▶ [Input material]
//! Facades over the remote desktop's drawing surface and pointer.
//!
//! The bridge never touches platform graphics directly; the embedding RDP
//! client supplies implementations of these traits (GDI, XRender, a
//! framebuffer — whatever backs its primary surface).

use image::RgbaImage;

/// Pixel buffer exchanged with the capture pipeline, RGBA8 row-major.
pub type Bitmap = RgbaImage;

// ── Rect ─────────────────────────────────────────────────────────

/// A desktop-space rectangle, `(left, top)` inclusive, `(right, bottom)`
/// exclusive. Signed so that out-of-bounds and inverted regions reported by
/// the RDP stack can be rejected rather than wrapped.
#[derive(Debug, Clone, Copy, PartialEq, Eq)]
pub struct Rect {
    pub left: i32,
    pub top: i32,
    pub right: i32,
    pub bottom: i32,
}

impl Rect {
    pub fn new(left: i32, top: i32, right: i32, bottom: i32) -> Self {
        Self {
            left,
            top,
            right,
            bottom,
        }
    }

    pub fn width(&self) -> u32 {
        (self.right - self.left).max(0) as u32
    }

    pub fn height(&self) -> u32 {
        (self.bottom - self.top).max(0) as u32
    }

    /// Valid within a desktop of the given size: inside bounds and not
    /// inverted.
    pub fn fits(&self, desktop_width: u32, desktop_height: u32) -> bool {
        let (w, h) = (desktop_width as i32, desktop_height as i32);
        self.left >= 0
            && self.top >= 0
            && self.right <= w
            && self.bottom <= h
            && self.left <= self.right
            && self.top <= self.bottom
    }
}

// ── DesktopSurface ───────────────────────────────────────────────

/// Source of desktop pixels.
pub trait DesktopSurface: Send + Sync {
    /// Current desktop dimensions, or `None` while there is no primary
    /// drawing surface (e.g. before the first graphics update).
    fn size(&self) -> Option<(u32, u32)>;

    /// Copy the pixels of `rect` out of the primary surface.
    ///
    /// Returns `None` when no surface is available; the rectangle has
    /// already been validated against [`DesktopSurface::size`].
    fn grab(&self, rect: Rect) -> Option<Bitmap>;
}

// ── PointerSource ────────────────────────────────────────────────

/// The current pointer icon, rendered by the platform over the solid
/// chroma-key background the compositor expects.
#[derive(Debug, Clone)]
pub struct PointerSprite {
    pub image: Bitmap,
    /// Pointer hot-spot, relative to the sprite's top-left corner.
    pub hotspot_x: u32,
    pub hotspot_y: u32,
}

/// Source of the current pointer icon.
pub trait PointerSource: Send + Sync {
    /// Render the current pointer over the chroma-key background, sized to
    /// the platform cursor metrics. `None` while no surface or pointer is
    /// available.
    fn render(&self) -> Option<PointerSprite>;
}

▶ [Activity] Give back, unchanged, the line that holds "self.left >= 0" along with all lines after it through the last line above.

▶ [Output]
        self.left >= 0
            && self.top >= 0
            && self.right <= w
            && self.bottom <= h
            && self.left <= self.right
            && self.top <= self.bottom
    }
}

// ── DesktopSurface ───────────────────────────────────────────────

/// Source of desktop pixels.
pub trait DesktopSurface: Send + Sync {
    /// Current desktop dimensions, or `None` while there is no primary
    /// drawing surface (e.g. before the first graphics update).
    fn size(&self) -> Option<(u32, u32)>;

    /// Copy the pixels of `rect` out of the primary surface.
    ///
    /// Returns `None` when no surface is available; the rectangle has
    /// already been validated against [`DesktopSurface::size`].
    fn grab(&self, rect: Rect) -> Option<Bitmap>;
}

// ── PointerSource ────────────────────────────────────────────────

/// The current pointer icon, rendered by the platform over the solid
/// chroma-key background the compositor expects.
#[derive(Debug, Clone)]
pub struct PointerSprite {
    pub image: Bitmap,
    /// Pointer hot-spot, relative to the sprite's top-left corner.
    pub hotspot_x: u32,
    pub hotspot_y: u32,
}

/// Source of the current pointer icon.
pub trait PointerSource: Send + Sync {
    /// Render the current pointer over the chroma-key background, sized to
    /// the platform cursor metrics. `None` while no surface or pointer is
    /// available.
    fn render(&self) -> Option<PointerSprite>;
}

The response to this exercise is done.